Global Washington
- Formation: December 2008
- Founders: Seattle International Foundation, University of Washington, and Washington State University
- Dissolved: June 2026
- Type: NGO
- Legal status: 501(c)(3)
- Purpose: humanitarian
- Location: Seattle, Washington;
- Website: globalwa.org

= Global Washington =

Global Washington was a Seattle-based nonprofit membership association whose mission was to promote international development by coordinating the efforts of other globally-minded philanthropic, research and business organizations in Washington state. In June 2026, the organization closed.

==History==
Global Washington was founded in December 2008 by the Seattle International Foundation, the University of Washington, and Washington State University. Kristen Dailey, formerly of Initiative for Global Development, became the association's executive director in May 2014.

==Organization==

=== Advocacy ===
In 2008 the United States Federal Government budgeted about US$30 billion for foreign aid and of that, about 8 billion was for healthcare. Global Washington criticized this budget for neglecting development.
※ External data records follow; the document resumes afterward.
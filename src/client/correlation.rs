//! Message-ID correlation of requests and responses
//!
//! Each outstanding request owns a oneshot channel keyed by its message id.
//! The receive loop is the only resolver; the caller is the only consumer.
//! The table lock is held just long enough to insert or remove an entry, and
//! resolution sends into the channel without waiting for the caller.

use crate::error::{Error, ExchangeFailure, Result};
use crate::protocol::packet::Packet;
use crate::protocol::smb2_constants::Smb2Command;
use parking_lot::Mutex;
use std::collections::{HashMap, HashSet};
use std::future::Future;
use std::pin::Pin;
use std::sync::{Arc, Weak};
use std::task::{Context, Poll};
use tokio::sync::oneshot;
use tracing::{debug, trace};

type Outcome = std::result::Result<Packet, ExchangeFailure>;

#[derive(Debug)]
struct PendingExchange {
    command: Smb2Command,
    sender: oneshot::Sender<Outcome>,
    /// Set once an interim response has been seen
    async_id: Option<u64>,
}

#[derive(Debug, Default)]
struct TableState {
    pending: HashMap<u64, PendingExchange>,
    /// Ids answered with an interim response whose final response is still
    /// due, whether or not a caller is still waiting for it
    went_async: HashSet<u64>,
    /// Set by `fail_all`; registrations after teardown fail immediately
    closed: Option<ExchangeFailure>,
}

/// Outcome of handing a response to the table
#[derive(Debug, Clone, Copy, PartialEq, Eq)]
pub enum Resolution {
    /// The waiting caller received the packet
    Delivered,
    /// No exchange with this id: stale, duplicate or abandoned
    Unknown,
}

#[derive(Debug, Default)]
pub struct CorrelationTable {
    state: Mutex<TableState>,
}

impl CorrelationTable {
    pub fn new() -> Arc<Self> {
        Arc::new(Self::default())
    }

    /// Register an exchange and return the future its response resolves
    pub fn register(self: &Arc<Self>, message_id: u64, command: Smb2Command) -> Result<ResponseFuture> {
        let mut state = self.state.lock();
        if let Some(failure) = &state.closed {
            return Err(failure.clone().into());
        }
        if state.pending.contains_key(&message_id) {
            return Err(Error::DuplicateMessageId(message_id));
        }

        let (sender, receiver) = oneshot::channel();
        state.pending.insert(
            message_id,
            PendingExchange {
                command,
                sender,
                async_id: None,
            },
        );
        trace!("Registered message {} ({:?})", message_id, command);

        Ok(ResponseFuture {
            message_id,
            receiver,
            table: Arc::downgrade(self),
            finished: false,
        })
    }

    /// Deliver a terminal response to its caller
    pub fn resolve(&self, packet: Packet) -> Resolution {
        let message_id = packet.message_id();
        let exchange = self.state.lock().pending.remove(&message_id);

        match exchange {
            Some(exchange) => {
                if exchange.command != packet.command() {
                    debug!(
                        "Message {} registered as {:?} answered with {:?}",
                        message_id,
                        exchange.command,
                        packet.command()
                    );
                }
                if exchange.sender.send(Ok(packet)).is_err() {
                    // Caller went away between our removal and its own abandon
                    debug!("Caller for message {} is gone; response dropped", message_id);
                }
                Resolution::Delivered
            }
            None => {
                debug!("Discarding response for unknown message {}", message_id);
                Resolution::Unknown
            }
        }
    }

    /// Record an interim response; the exchange stays open for the final one
    pub fn resolve_interim(&self, message_id: u64, async_id: u64) -> Resolution {
        let mut state = self.state.lock();
        state.went_async.insert(message_id);
        match state.pending.get_mut(&message_id) {
            Some(exchange) => {
                trace!("Message {} went async as {}", message_id, async_id);
                exchange.async_id = Some(async_id);
                Resolution::Delivered
            }
            None => {
                debug!("Interim response for unknown message {}", message_id);
                Resolution::Unknown
            }
        }
    }

    /// Consume the interim marker for a final response. True when an interim
    /// response was seen for this id, even if its caller has since abandoned
    /// the exchange.
    pub fn finish_async(&self, message_id: u64) -> bool {
        self.state.lock().went_async.remove(&message_id)
    }

    /// Drop an exchange whose caller stopped waiting
    pub fn abandon(&self, message_id: u64) -> bool {
        let removed = self.state.lock().pending.remove(&message_id).is_some();
        if removed {
            trace!("Abandoned message {}", message_id);
        }
        removed
    }

    /// Fail every outstanding exchange and refuse new ones. Returns how many
    /// callers were failed. Later calls keep the first failure.
    pub fn fail_all(&self, failure: ExchangeFailure) -> usize {
        let drained: Vec<PendingExchange> = {
            let mut state = self.state.lock();
            if state.closed.is_none() {
                state.closed = Some(failure.clone());
            }
            state.went_async.clear();
            state.pending.drain().map(|(_, exchange)| exchange).collect()
        };

        let count = drained.len();
        for exchange in drained {
            let _ = exchange.sender.send(Err(failure.clone()));
        }
        if count > 0 {
            debug!("Failed {} outstanding exchanges: {}", count, failure);
        }
        count
    }

    /// AsyncId recorded from an interim response
    pub fn async_id(&self, message_id: u64) -> Option<u64> {
        self.state
            .lock()
            .pending
            .get(&message_id)
            .and_then(|exchange| exchange.async_id)
    }

    pub fn is_pending(&self, message_id: u64) -> bool {
        self.state.lock().pending.contains_key(&message_id)
    }

    pub fn outstanding(&self) -> usize {
        self.state.lock().pending.len()
    }

    pub fn is_closed(&self) -> bool {
        self.state.lock().closed.is_some()
    }
}

/// Resolves with the response to one registered request.
///
/// Dropping it before resolution abandons the exchange, so a late response
/// is discarded as unknown.
#[derive(Debug)]
pub struct ResponseFuture {
    message_id: u64,
    receiver: oneshot::Receiver<Outcome>,
    table: Weak<CorrelationTable>,
    finished: bool,
}

impl ResponseFuture {
    pub fn message_id(&self) -> u64 {
        self.message_id
    }
}

impl Future for ResponseFuture {
    type Output = Result<Packet>;

    fn poll(self: Pin<&mut Self>, cx: &mut Context<'_>) -> Poll<Self::Output> {
        let this = self.get_mut();
        match Pin::new(&mut this.receiver).poll(cx) {
            Poll::Pending => Poll::Pending,
            Poll::Ready(outcome) => {
                this.finished = true;
                Poll::Ready(match outcome {
                    Ok(Ok(packet)) => Ok(packet),
                    Ok(Err(failure)) => Err(failure.into()),
                    Err(_) => Err(Error::TransportFailure(
                        "exchange dropped without a response".to_string(),
                    )),
                })
            }
        }
    }
}

impl Drop for ResponseFuture {
    fn drop(&mut self) {
        if !self.finished {
            if let Some(table) = self.table.upgrade() {
                table.abandon(self.message_id);
            }
        }
    }
}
Global Washington has organized conferences to discuss how United States foreign aid should be distributed. Past conferences that were organized in the past include:

- 2019 – Goalmakers
- 2018 – Next 10 Global
- 2017 – Renewing Global Leadership
- 2016 – Allies for Action
- 2015 – Disruptive Development
- 2014 – Smarter Approaches to a Changing World
- 2013 – Catalyzing Collective Impact
- 2012 – Redefining Development: From Silos to Collective Impact
- 2011 – Opportunities and Obstacles in Turbulent Times
- 2010 – Bridges to Breakthroughs: How Partnerships and Innovation are Changing the World
- 2009 – A Blueprint for Action

=== Members ===
Global Washington was made up of various member organizations as well as implementing partners.

Notable members included:

- Amazon
- AmeriCares
- APCO Worldwide
- Ashesi University
- Avanade
- Bill & Melinda Gates Foundation
- BuildOn
- CARE
- ChildFund
- Concern Worldwide
- Covenant House
- Days for Girls
- Emirates
- F5, Inc.
- Fred Hutchinson Cancer Research Center
- Girl Rising
- Global Impact
- Heifer International
- The Hunger Project
- International Rescue Committee
- Landesa
- Malaria No More
- Mercy Corps
- Microsoft
- Mifos Initiative
- Mission Africa
- Mona Foundation
- NetHope
- Opportunity International
- OutRight Action International
- Oxfam America
- PATH
- Planned Parenthood Federation Great Northwest, Hawai'i, Alaska, Indiana, Kentucky
- PricewaterhouseCoopers
- Save the Children
- Seattle Foundation
- Seattle International Foundation
- Seattle Pacific University
- Seattle University
- Starbucks
- Tostan
- UNICEF USA
- University of Washington
  - Daniel J. Evans School of Public Policy and Governance
  - Henry M. Jackson School of International Studies
- VillageReach
- WaterAid
- World Affairs Council of Seattle
- World Concern
- World Justice Project
- World Vision International
Former members include Alaska Airlines, American Cancer Society, American Red Cross, Breakthrough, the Center for Infectious Disease Research, Eastern Washington University, Global Brigades, Global Peace Foundation, Highline College, JPMorgan Chase, Kids In Need of Defense (KIND), Lane Powell PC, Northwest School Seattle, NPH USA, Restless Development, University of Washington Bothell, and World Relief Seattle.